Plastic computer memory advances

By Kimberly Patch, Technology Research News

Making a digital memory device means finding a way to represent the ones and zeros of computer logic, devising a relatively convenient way to retrieve these binary patterns from storage, and making sure the information remains stable.

Digital memory is an essential component of many electronic devices, and memory that takes up little space and electricity is in high demand as electronic devices continue to shrink.

Researchers from the Indian Association for the Cultivation of Science and the Italian National Research Council have approach the problem by taking the one-word advice given to Dustin Hoffman's character The Graduate: plastics. They used positive and negative electric charges, or space charges, contained within plastic to store binary numbers.

A polymer retains space charges near a metal interface when there is a bias, or electrical current, running across the surface. These charges come either from electrons, which are negatively charged, or the positively-charged holes vacated by electrons. "We can store space charges in a polymer layer, and conveniently check the presence of the space charges to... know the state of the polymer layer," said Amlan Pal, a reader at the Indian Association for the Cultivation of Science.

Space charges are essentially differences in electrical charge in a given region. They can be read using an electrical pulse because they change the way the device conducts electricity.

The researchers made the storage device by spreading a 50-nanometer layer of the polymer regioregularpoly on glass, then topping it with an aluminum electrode.
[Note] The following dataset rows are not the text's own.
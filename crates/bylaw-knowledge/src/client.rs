//! Typed client for the knowledge service query endpoint.
//!
//! One operation: POST a natural-language query scoped to a document and
//! return whatever came back as a [`serde_json::Value`]. A body that is not
//! JSON is returned as a JSON string so that [`crate::reply::ReplyShape`]
//! can still look for an embedded object in it.
//!
//! Retries are not built into the client; callers wrap calls in
//! [`crate::retry::with_retry`].

use std::time::Duration;

use serde::Serialize;
use serde_json::Value;
use url::Url;

use crate::config::{ConfigError, KnowledgeConfig};
use crate::error::KnowledgeError;

/// Request body accepted by the query endpoint.
#[derive(Debug, Serialize)]
pub struct QueryRequest<'a> {
    pub query: &'a str,
    pub document_id: &'a str,
    pub response_format: &'static str,
}

/// Client for the knowledge service.
#[derive(Debug, Clone)]
pub struct KnowledgeClient {
    http: reqwest::Client,
    endpoint: Url,
    document_id: String,
}

impl KnowledgeClient {
    /// Create a client from configuration.
    pub fn new(config: KnowledgeConfig) -> Result<Self, KnowledgeError> {
        let http = reqwest::Client::builder()
            .timeout(Duration::from_secs(config.timeout_secs))
            .default_headers({
                let mut headers = reqwest::header::HeaderMap::new();
                let mut auth = reqwest::header::HeaderValue::from_str(&format!(
                    "Bearer {}",
                    config.api_key.as_str()
                ))
                .map_err(|_| KnowledgeError::Config(ConfigError::InvalidApiKey))?;
                auth.set_sensitive(true);
                headers.insert(reqwest::header::AUTHORIZATION, auth);
                headers.insert(
                    reqwest::header::CONTENT_TYPE,
                    reqwest::header::HeaderValue::from_static("application/json"),
                );
                headers
            })
            .build()
            .map_err(|e| KnowledgeError::Http { source: e })?;

        Ok(Self {
            http,
            endpoint: config.endpoint,
            document_id: config.document_id,
        })
    }

    /// Document the service answers from.
    pub fn document_id(&self) -> &str {
        &self.document_id
    }

    /// Send one query. Single attempt, bounded by the client timeout.
    pub async fn send_query(&self, query: &str) -> Result<Value, KnowledgeError> {
        let body = QueryRequest {
            query,
            document_id: &self.document_id,
            response_format: "json",
        };

        let resp = self
            .http
            .post(self.endpoint.clone())
            .json(&body)
            .send()
            .await
            .map_err(|e| KnowledgeError::Http { source: e })?;

        let status = resp.status();
        let text = resp
            .text()
            .await
            .map_err(|e| KnowledgeError::Body { source: e })?;

        if !status.is_success() {
            return Err(KnowledgeError::Status {
                status: status.as_u16(),
                body: truncate(&text, 512),
            });
        }

        tracing::debug!(status = status.as_u16(), bytes = text.len(), "knowledge service replied");
        Ok(serde_json::from_str(&text).unwrap_or(Value::String(text)))
    }
}

fn truncate(text: &str, max_chars: usize) -> String {
    match text.char_indices().nth(max_chars) {
        Some((idx, _)) => format!("{}...", &text[..idx]),
        None => text.to_string(),
    }
}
To write a space charge to the device, they applied a positive 20-second, 3-volt pulse. To read the state, they used a 0.2-volt, one minute pulse. Any kind of negative electrical pulse erased this high state, or charge, replacing it with the default low state.

The space charges remain stable for about an hour, according to Pal. They can also be refreshed by another 3-volt positive pulse. The researchers intend to increase the memory retention ability of their device beyond an hour. "We're looking forward to increasing it into days or more," he said.

Once this is achieved, "polymer devices can be used in data storage devices [and] also as a switch whose state can be changed externally by a voltage pulse," said Pal.

The researchers are also working on showing that organic semiconducting dye molecules can be used as space-charge memory devices. "We aim to [be able to] read the state of... devices based on both conjugated polymers and organic dyes," said Pal. They're working toward being able to read the dye molecule state by measuring changes in photoluminescence, which would make it easier to read the data, according to Pal.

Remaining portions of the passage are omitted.